The room filled with heated debate. I leaned back and closed my eyes. Robbie had a good idea in theory, but in practice it just wasn’t gonna work.
“What if we built a platform?” Jessica said, so quietly the crowd nearly drowned her out.
“What?” David asked.
“What if we built a platform? Then two people could be up there at a time—three, if the platform was big enough. There are all kinds of tables around. There’s a dozen in here we aren’t using. We find a way to attach them—”
“There’s chains and other stuff in the maintenance room,” one boy said.
“Yeah, I’ve seen them.” Devlin nodded and smiled. “We attach a table at the hatch opening and cut out a hole big enough for us to get through when we go up and down the ladder. Before anyone leaves, one person can crack the hatch open just wide enough to get a mirror through while the other person holds the hatch, ready to pull it closed and lock it if there are any infected waiting on the other side. It might just work.”
“It’s gonna have to. It’s the best idea we’ve got,” I said.
That night, David and I lay on the living room floor. We’d piled pillows and blankets around to soften the hard floor under the brown carpet. The room was dark. The only light came from the green glow of the clock hanging on the wall. I was nestled in the crook of David’s arm, his cheek against the top of my head. Devlin snored loudly from one of the bedrooms, and Jessica slept soundly in the other down the hall.
“Do you want to leave?”
“I don’t know. I’m not sure we’d be going anywhere any safer than we are here,” he answered.
“You don’t think there’s a compound in California?”
“There might be. If there is, I don’t think it’ll let people like us inside. We’ve been out too long.”
“I’ve been wondering something. How long does the virus last?”
“What’dya mean?” David’s breath moved my hair, tickling me.
“Well, the first strain killed people pretty quickly. When they starting showing symptoms like fever and muscle aches, they only had another five days, max, before their internal organs shut down and they were dead. I wonder—how long does the mutated strain lasts before it kills its host? Another thing—I don’t think the infected are as dumb as we think they are.”
David pulled back. Turning on a small flashlight, he looked at me. “What are you getting at?”
I swallowed hard. What I was thinking wasn’t going to make him happy. “How’d they find us, David? The hatch isn’t easy to see. And even if they did see it, you said they hunt based on smell.”
“So?”
“So, they can’t smell through three feet of metal.”

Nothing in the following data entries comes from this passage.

use std::collections::HashMap;

use async_trait::async_trait;
use thiserror::Error;

use crate::embeds::{self, Embed};

/// Raw slash-command interaction as delivered by the gateway.
#[derive(Clone, Debug, Default, PartialEq, Eq)]
pub struct SlashCommandPayload {
    pub command: String,
    pub options: HashMap<String, String>,
    pub channel_id: String,
    pub user_id: String,
    pub interaction_id: String,
}

/// Typed command after classification.
#[derive(Clone, Debug, PartialEq, Eq)]
pub enum BotCommand {
    Poll { question: String, choices: Vec<String>, duration_minutes: Option<u32> },
    CoinFlip,
    Pick { options: Vec<String> },
    Purge,
    Spam { target: String },
    StopSpam,
    Help,
    Unknown { name: String },
}

/// The registered command set, used for registration and the help listing.
pub const COMMAND_CATALOG: &[(&str, &str)] = &[
    ("poll", "Start a timed multi-choice poll with live results"),
    ("coinflip", "Flip a coin"),
    ("pick", "Spin a wheel over a comma-separated list of options"),
    ("purge", "Delete the messages in this channel"),
    ("spam", "Mention a user once per second until stopped"),
    ("stopspam", "Stop the running spam session and clean up"),
    ("help", "List the available commands"),
];

#[derive(Debug, Error, PartialEq, Eq)]
pub enum CommandParseError {
    #[error("`/{command}` requires the `{option}` option")]
    MissingOption { command: String, option: String },
    #[error("`/{command}` option `{option}` is not a number: `{value}`")]
    InvalidNumber { command: String, option: String, value: String },
}

#[derive(Debug, Error, PartialEq, Eq)]
pub enum CommandRouteError {
    #[error("command service failed: {0}")]
    Service(String),
}

/// How a handled command answers the invoking user. `Silent` means the
/// visible response was delivered through the channel directly (the poll
/// embed, the wheel message) and the interaction needs no reply text.
#[derive(Clone, Debug, PartialEq)]
pub enum CommandReply {
    Text(String),
    Embed(Embed),
    Silent,
}

impl CommandReply {
    pub fn text(value: impl Into<String>) -> Self {
        Self::Text(value.into())
    }
}

pub fn classify_command(payload: &SlashCommandPayload) -> Result<BotCommand, CommandParseError> {
    let name = payload.command.trim_start_matches('/').to_ascii_lowercase();
    match name.as_str() {
        "poll" => {
            let question = required_option(payload, &name, "question")?;
            let choices = split_csv(&required_option(payload, &name, "choices")?);
            let duration_minutes = match payload.options.get("duration") {
                None => None,
                Some(value) => Some(value.trim().parse::<u32>().map_err(|_| {
                    CommandParseError::InvalidNumber {
                        command: name.clone(),
                        option: "duration".to_owned(),
                        value: value.clone(),
                    }
                })?),
            };
            Ok(BotCommand::Poll { question, choices, duration_minutes })
        }
        "coinflip" => Ok(BotCommand::CoinFlip),
        "pick" => {
            let options = split_csv(&required_option(payload, &name, "options")?);
            Ok(BotCommand::Pick { options })
        }
        "purge" => Ok(BotCommand::Purge),
        "spam" => {
            let target = required_option(payload, &name, "target")?;
            Ok(BotCommand::Spam { target })
        }
        "stopspam" => Ok(BotCommand::StopSpam),
        "help" => Ok(BotCommand::Help),
        _ => Ok(BotCommand::Unknown { name }),
    }
}

fn required_option(
    payload: &SlashCommandPayload,
    command: &str,
    option: &str,
) -> Result<String, CommandParseError> {
    payload
        .options
        .get(option)
        .map(|value| value.trim().to_owned())
        .filter(|value| !value.is_empty())
        .ok_or_else(|| CommandParseError::MissingOption {
            command: command.to_owned(),
            option: option.to_owned(),
        })
}

fn split_csv(value: &str) -> Vec<String> {
    value.split(',').map(str::trim).filter(|item| !item.is_empty()).map(str::to_owned).collect()
}

#[async_trait]
pub trait CommandService: Send + Sync {
    async fn start_poll(
        &self,
        question: String,
        choices: Vec<String>,
        duration_minutes: Option<u32>,
        payload: &SlashCommandPayload,
    ) -> Result<CommandReply, CommandRouteError>;

    async fn coin_flip(
        &self,
        payload: &SlashCommandPayload,
    ) -> Result<CommandReply, CommandRouteError>;

    async fn pick(
        &self,
        options: Vec<String>,
        payload: &SlashCommandPayload,
    ) -> Result<CommandReply, CommandRouteError>;

    async fn purge(&self, payload: &SlashCommandPayload)
        -> Result<CommandReply, CommandRouteError>;

    async fn spam(
        &self,
        target: String,
        payload: &SlashCommandPayload,
    ) -> Result<CommandReply, CommandRouteError>;

    async fn stop_spam(
        &self,
        payload: &SlashCommandPayload,
    ) -> Result<CommandReply, CommandRouteError>;
}

pub struct CommandRouter<S> {
    service: S,
}

impl<S> CommandRouter<S>
where
    S: CommandService,
{
    pub fn new(service: S) -> Self {
        Self { service }
    }

    pub async fn route(
        &self,
        payload: &SlashCommandPayload,
    ) -> Result<CommandReply, CommandRouteError> {
        let command = match classify_command(payload) {
            Ok(command) => command,
            Err(parse_error) => return Ok(CommandReply::text(format!("❌ {parse_error}"))),
        };

        match command {
            BotCommand::Poll { question, choices, duration_minutes } => {
                self.service.start_poll(question, choices, duration_minutes, payload).await
            }
            BotCommand::CoinFlip => self.service.coin_flip(payload).await,
            BotCommand::Pick { options } => self.service.pick(options, payload).await,
            BotCommand::Purge => self.service.purge(payload).await,
            BotCommand::Spam { target } => self.service.spam(target, payload).await,
            BotCommand::StopSpam => self.service.stop_spam(payload).await,
            BotCommand::Help => Ok(CommandReply::text(embeds::help_text())),
            BotCommand::Unknown { name } => {
                Ok(CommandReply::text(format!("Unsupported command `/{name}`. Try `/help`.")))
            }
        }
    }
}

/// Answers every command with a canned acknowledgement; used in tests and as
/// the default wiring before the real service is attached.
#[derive(Default)]
pub struct NoopCommandService;

#[async_trait]
impl CommandService for NoopCommandService {
    async fn start_poll(
        &self,
        question: String,
        choices: Vec<String>,
        _duration_minutes: Option<u32>,
        _payload: &SlashCommandPayload,
    ) -> Result<CommandReply, CommandRouteError> {
        Ok(CommandReply::text(format!("poll `{question}` with {} choices", choices.len())))
    }

    async fn coin_flip(
        &self,
        _payload: &SlashCommandPayload,
    ) -> Result<CommandReply, CommandRouteError> {
        Ok(CommandReply::text("coinflip"))
    }

    async fn pick(
        &self,
        options: Vec<String>,
        _payload: &SlashCommandPayload,
    ) -> Result<CommandReply, CommandRouteError> {
        Ok(CommandReply::text(format!("pick from {}", options.len())))
    }

    async fn purge(
        &self,
        _payload: &SlashCommandPayload,
    ) -> Result<CommandReply, CommandRouteError> {
        Ok(CommandReply::text("purge"))
    }

    async fn spam(
        &self,
        target: String,
        _payload: &SlashCommandPayload,
    ) -> Result<CommandReply, CommandRouteError> {
        Ok(CommandReply::text(format!("spam {target}")))
    }

    async fn stop_spam(
        &self,
        _payload: &SlashCommandPayload,
    ) -> Result<CommandReply, CommandRouteError> {
        Ok(CommandReply::text("stopspam"))
    }
}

“Maybe they followed the hunters back.”
“I thought of that,” I said. “But they came too long after the hunters came back. Their smell would have been gone by then. The wind and the sand blowing would have masked it.”
“I’m still not following you, Eva. What are you trying to tell me?”
“Well, we’re all pretty sure that Jacob and the other four who left with him are toast, right? What if one of them brought the infected to us? What if it wasn’t the group of infected that was following us before? I mean, they couldn’t have caught up to us so quickly, and besides, they’ve probably found another group of people to torment and forgot all about us. What if the infected outside the PODs are Jacob and the others?”